妖精との出会い

 ガシャン


 私は冷たい金属音で目を覚ました。


 牢獄なのだろう。目の前の鉄格子の扉の前には見張りのための騎士がいる。


 これから翼を捨てた私は、王家最大の恥として名前すらも知られずにひっそりと姿を消していくのだろう。

 そう思えば少し楽しくなってくる。無機質な部屋―元王女だからか、かなり広い―に一人きりだからか、成人してからはなるべく明るい表情を出さないようにしていた口から笑い声が漏れる。


 もう翼を捨てた私は周囲から見て狂人なのだ。


 理由も知られず自殺した悲劇の王女様よりも断然ましだ。そう思えばもう愉快に思えて、さらに笑い声が大きくなる。


 そして、その笑いは小さな声に邪魔された。


 ―そこにいるのはだーれ?

 ―きれいなひと。きれいなひと。

 ―どうしてわらっているの


 その声に目を向ければそこには、光の珠に羽根が生えているものや、獣や天神族に羽根が生えているものがいた。それは妖精だった。
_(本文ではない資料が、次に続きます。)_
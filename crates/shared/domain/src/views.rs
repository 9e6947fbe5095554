//! Role-shaped read models for store listings, rating listings and
//! dashboards.

use std::collections::HashMap;

use chrono::{DateTime, Utc};
use serde::{Deserialize, Serialize};
use uuid::Uuid;

use crate::store::Store;

/// Per-store aggregate as read from storage.
#[derive(Debug, Clone, PartialEq)]
pub struct StoreRatingStats {
    pub store_id: Uuid,
    pub name: String,
    pub email: Option<String>,
    pub address: String,
    /// Mean of all ratings, 0 when the store has none
    pub average_rating: f64,
}

/// Store row as seen by a SYSTEM_ADMIN.
#[derive(Debug, Clone, PartialEq, Serialize, Deserialize)]
#[cfg_attr(feature = "openapi", derive(utoipa::ToSchema))]
#[serde(rename_all = "camelCase")]
pub struct AdminStoreView {
    pub id: Uuid,
    pub name: String,
    pub email: Option<String>,
    pub address: String,
    pub rating: f64,
}

/// Store row as seen by a NORMAL_USER, including the caller's own rating.
#[derive(Debug, Clone, PartialEq, Serialize, Deserialize)]
#[cfg_attr(feature = "openapi", derive(utoipa::ToSchema))]
#[serde(rename_all = "camelCase")]
pub struct UserStoreView {
    pub id: Uuid,
    pub name: String,
    pub address: String,
    pub rating: f64,
    pub user_rating: Option<i32>,
}

/// Store listing keyed by the caller's role.
///
/// Serialized untagged: the wire format is a bare array whose element shape
/// depends on the variant.
#[derive(Debug, Clone, PartialEq, Serialize)]
#[serde(untagged)]
pub enum StoreListing {
    Admin(Vec<AdminStoreView>),
    NormalUser(Vec<UserStoreView>),
}

impl StoreListing {
    pub fn for_admin(stats: Vec<StoreRatingStats>) -> Self {
        StoreListing::Admin(
            stats
                .into_iter()
                .map(|s| AdminStoreView {
                    id: s.store_id,
                    name: s.name,
                    email: s.email,
                    address: s.address,
                    rating: s.average_rating,
                })
                .collect(),
        )
    }

    /// `own_ratings` maps store id to the caller's rating for that store.
    pub fn for_normal_user(stats: Vec<StoreRatingStats>, own_ratings: &HashMap<Uuid, i32>) -> Self {
        StoreListing::NormalUser(
            stats
                .into_iter()
                .map(|s| UserStoreView {
                    user_rating: own_ratings.get(&s.store_id).copied(),
                    id: s.store_id,
                    name: s.name,
                    address: s.address,
                    rating: s.average_rating,
                })
                .collect(),
        )
    }
}

/// One rating of a store together with the rater's public identity.
#[derive(Debug, Clone, PartialEq, Serialize, Deserialize)]
#[cfg_attr(feature = "openapi", derive(utoipa::ToSchema))]
#[serde(rename_all = "camelCase")]
pub struct RaterEntry {
    pub user_id: Uuid,
    pub name: String,
    pub email: String,
    pub rating: i32,
    pub rated_at: DateTime<Utc>,
}

/// Platform-wide totals for the admin dashboard.
#[derive(Debug, Clone, Copy, PartialEq, Eq, Serialize, Deserialize)]
#[cfg_attr(feature = "openapi", derive(utoipa::ToSchema))]
#[serde(rename_all = "camelCase")]
pub struct AdminSummary {
    pub total_users: u64,
    pub total_stores: u64,
    pub total_ratings: u64,
}

#[derive(Debug, Clone, PartialEq, Serialize, Deserialize)]
#[cfg_attr(feature = "openapi", derive(utoipa::ToSchema))]
pub struct OwnedStore {
    pub id: Uuid,
    pub name: String,
}

/// Store-owner dashboard: own store, average, and raters newest first.
#[derive(Debug, Clone, PartialEq, Serialize, Deserialize)]
#[cfg_attr(feature = "openapi", derive(utoipa::ToSchema))]
#[serde(rename_all = "camelCase")]
pub struct OwnerSummary {
    pub store: OwnedStore,
    /// Mean rating formatted with one decimal, "0.0" when unrated
    pub avg_rating: String,
    pub total_ratings: usize,
    pub raters: Vec<RaterEntry>,
}

impl OwnerSummary {
    /// `raters` must already be ordered most recent first.
    pub fn new(store: &Store, raters: Vec<RaterEntry>) -> Self {
        let average = average_rating(raters.iter().map(|r| r.rating));
        Self {
            store: OwnedStore {
                id: store.id,
                name: store.name.clone(),
            },
            avg_rating: format!("{:.1}", average),
            total_ratings: raters.len(),
            raters,
        }
    }
}

/// Arithmetic mean, 0 for an empty sequence.
pub fn average_rating(ratings: impl IntoIterator<Item = i32>) -> f64 {
    let (sum, count) = ratings
        .into_iter()
        .fold((0i64, 0u32), |(sum, count), r| (sum + i64::from(r), count + 1));
    if count == 0 {
        0.0
    } else {
        sum as f64 / f64::from(count)
    }
}

#[cfg(test)]
mod tests {
    use super::*;

    fn stats(name: &str, average: f64) -> StoreRatingStats {
        StoreRatingStats {
            store_id: Uuid::new_v4(),
            name: name.to_string(),
            email: Some(format!("{}@shops.example.com", name)),
            address: "1 Market Street".to_string(),
            average_rating: average,
        }
    }

    fn store() -> Store {
        let now = Utc::now();
        Store {
            id: Uuid::new_v4(),
            name: "Owner Store".to_string(),
            email: None,
            address: "2 Market Street".to_string(),
            owner_id: Uuid::new_v4(),
            created_at: now,
            updated_at: now,
        }
    }

    fn rater(rating: i32) -> RaterEntry {
        RaterEntry {
            user_id: Uuid::new_v4(),
            name: "Some Rater With A Long Name".to_string(),
            email: "rater@example.com".to_string(),
            rating,
            rated_at: Utc::now(),
        }
    }

    #[test]
    fn test_average_defaults_to_zero() {
        assert_eq!(average_rating(Vec::new()), 0.0);
        assert_eq!(average_rating([4, 5]), 4.5);
    }

    #[test]
    fn test_admin_listing_keeps_email() {
        let listing = StoreListing::for_admin(vec![stats("alpha", 0.0)]);
        let json = serde_json::to_value(&listing).unwrap();
        assert_eq!(json[0]["email"], "alpha@shops.example.com");
        assert_eq!(json[0]["rating"], 0.0);
        assert!(json[0].get("userRating").is_none());
    }

    #[test]
    fn test_user_listing_joins_own_rating() {
        let rated = stats("rated", 3.0);
        let unrated = stats("unrated", 0.0);
        let own = HashMap::from([(rated.store_id, 4)]);

        let listing = StoreListing::for_normal_user(vec![rated, unrated], &own);
        let StoreListing::NormalUser(rows) = listing else {
            panic!("expected normal-user listing");
        };
        assert_eq!(rows[0].user_rating, Some(4));
        assert_eq!(rows[1].user_rating, None);

        let json = serde_json::to_value(&rows).unwrap();
        assert!(json[0].get("email").is_none());
        assert!(json[1]["userRating"].is_null());
    }

    #[test]
    fn test_owner_summary_average_and_count() {
        let summary = OwnerSummary::new(&store(), vec![rater(4), rater(5)]);
        assert_eq!(summary.avg_rating, "4.5");
        assert_eq!(summary.total_ratings, 2);
    }

    #[test]
    fn test_owner_summary_without_ratings() {
        let summary = OwnerSummary::new(&store(), Vec::new());
        assert_eq!(summary.avg_rating, "0.0");
        assert_eq!(summary.total_ratings, 0);
    }
}
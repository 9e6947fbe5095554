//! Rating entity and the validated score value object.

use chrono::{DateTime, Utc};
use serde::{Deserialize, Serialize};
use serde_json::Value;
use uuid::Uuid;

use crate::constants::{MAX_RATING, MIN_RATING};
use crate::error::{DomainError, DomainResult};

const SCORE_MESSAGE: &str = "Rating must be an integer between 1 and 5.";

/// An integer rating in `[1, 5]`.
#[derive(Debug, Clone, Copy, PartialEq, Eq, PartialOrd, Ord, Serialize)]
#[cfg_attr(feature = "openapi", derive(utoipa::ToSchema))]
#[serde(transparent)]
pub struct Score(i32);

impl Score {
    pub fn value(self) -> i32 {
        self.0
    }
}

impl TryFrom<i64> for Score {
    type Error = DomainError;

    fn try_from(raw: i64) -> DomainResult<Self> {
        i32::try_from(raw)
            .ok()
            .filter(|value| (MIN_RATING..=MAX_RATING).contains(value))
            .map(Score)
            .ok_or_else(|| DomainError::validation(SCORE_MESSAGE))
    }
}

impl TryFrom<&Value> for Score {
    type Error = DomainError;

    /// Accepts JSON integers and whole-valued numbers such as `4.0`.
    /// Fractions, strings and null are validation errors rather than coerced.
    fn try_from(raw: &Value) -> DomainResult<Self> {
        raw.as_i64()
            .or_else(|| {
                raw.as_f64()
                    .filter(|value| value.fract() == 0.0)
                    .map(|value| value as i64)
            })
            .ok_or_else(|| DomainError::validation(SCORE_MESSAGE))
            .and_then(Score::try_from)
    }
}

/// A single user's rating of a single store.
#[derive(Debug, Clone, PartialEq, Serialize, Deserialize)]
#[cfg_attr(feature = "openapi", derive(utoipa::ToSchema))]
#[serde(rename_all = "camelCase")]
pub struct Rating {
    pub id: Uuid,
    pub user_id: Uuid,
    pub store_id: Uuid,
    pub rating: i32,
    pub created_at: DateTime<Utc>,
    pub updated_at: DateTime<Utc>,
}

/// Outcome of inserting a rating under the (user, store) unique constraint.
#[derive(Debug, Clone, PartialEq)]
pub enum RatingInsert {
    Created(Rating),
    /// A row for this (user, store) pair already exists; nothing was written.
    AlreadyRated,
}
//! Platform-wide and per-owner summaries.

use std::sync::Arc;

use common::{AppResult, OptionExt};
use domain::{AdminSummary, OwnerSummary, Role};

use super::access_guard::require_role;
use super::token::Identity;
use crate::infra::UnitOfWork;

pub struct DashboardAggregator {
    uow: Arc<dyn UnitOfWork>,
}

impl DashboardAggregator {
    pub fn new(uow: Arc<dyn UnitOfWork>) -> Self {
        Self { uow }
    }

    /// Cardinalities of users, stores and ratings, counted concurrently.
    pub async fn admin_summary(&self, caller: &Identity) -> AppResult<AdminSummary> {
        require_role(caller, &[Role::SystemAdmin])?;

        let (users, stores, ratings) = (self.uow.users(), self.uow.stores(), self.uow.ratings());
        let (total_users, total_stores, total_ratings) =
            tokio::try_join!(users.count(), stores.count(), ratings.count())?;

        Ok(AdminSummary {
            total_users,
            total_stores,
            total_ratings,
        })
    }

    /// The caller's own store with its average and raters, most recent
    /// first. A STORE_OWNER without a store is `NotFound`.
    pub async fn owner_summary(&self, caller: &Identity) -> AppResult<OwnerSummary> {
        require_role(caller, &[Role::StoreOwner])?;

        let store = self
            .uow
            .stores()
            .find_by_owner(caller.id)
            .await?
            .ok_or_not_found("Store")?;
        let raters = self.uow.ratings().raters_for_store(store.id).await?;

        Ok(OwnerSummary::new(&store, raters))
    }
}
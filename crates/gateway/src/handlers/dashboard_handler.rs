//! Dashboard handlers.

use axum::{
    extract::{Extension, State},
    response::Json,
    routing::get,
    Router,
};

use common::AppResult;
use domain::{AdminSummary, OwnerSummary};
use rating_service_lib::service::Identity;

use crate::state::AppState;

/// Create dashboard routes
pub fn dashboard_routes() -> Router<AppState> {
    Router::new()
        .route("/admin", get(admin_summary))
        .route("/store", get(owner_summary))
}

/// Platform totals (admin only)
#[utoipa::path(
    get,
    path = "/api/dashboard/admin",
    tag = "Dashboard",
    security(("bearer_auth" = [])),
    responses(
        (status = 200, description = "User, store and rating counts", body = AdminSummary),
        (status = 403, description = "Forbidden - admin only")
    )
)]
pub async fn admin_summary(
    Extension(caller): Extension<Identity>,
    State(state): State<AppState>,
) -> AppResult<Json<AdminSummary>> {
    Ok(Json(state.services.dashboard().admin_summary(&caller).await?))
}

/// The caller's own store with its average and raters (store owners only)
#[utoipa::path(
    get,
    path = "/api/dashboard/store",
    tag = "Dashboard",
    security(("bearer_auth" = [])),
    responses(
        (status = 200, description = "Owned store summary", body = OwnerSummary),
        (status = 403, description = "Forbidden - store owners only"),
        (status = 404, description = "Caller owns no store")
    )
)]
pub async fn owner_summary(
    Extension(caller): Extension<Identity>,
    State(state): State<AppState>,
) -> AppResult<Json<OwnerSummary>> {
    Ok(Json(state.services.dashboard().owner_summary(&caller).await?))
}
 妖精とは、すべての属性魔法をどんな種族よりも使いこなし、さらには魔の属性を持つ魔法を使うが、醜い感情を糧とする邪悪な存在だ。

 彼らの加護を受けた存在は次第に狂って、死に至る。


「これから私が死ぬからよ。それも悲劇の王女としてではなく、狂人として!」


 それもこれもこれから死ぬ私にとってはどうでもいいことだった。そして何よりも彼らのほうが、周囲の者よりずっと好感が持てた。

 だから私は答えた。


 ―どうして死んじゃうの、きれいなひと


「優しいわね。こんなにも醜い私をきれいだなんて。私はこの醜い体が嫌いなの、今すぐにでもぐちゃぐちゃにして目を潰して見えないようにしたいくらい。」


 ―おうさまならどう?

 ―おうさまならなおせる、おうさまなら。


「おうさま?おうさまってだれ、治せるなら会わせてちょうだい」


 本当は妖精のことなど気にしないほうが良いだろうが元の体を取り戻せるなら些細なことだ。


 ―おうさまはおうさま。

 ―あえばわかる

 ―つれてこ、つれてこ、きれいなひと。

 ―いこう


 そう彼らが言った瞬間私は光に包まれた。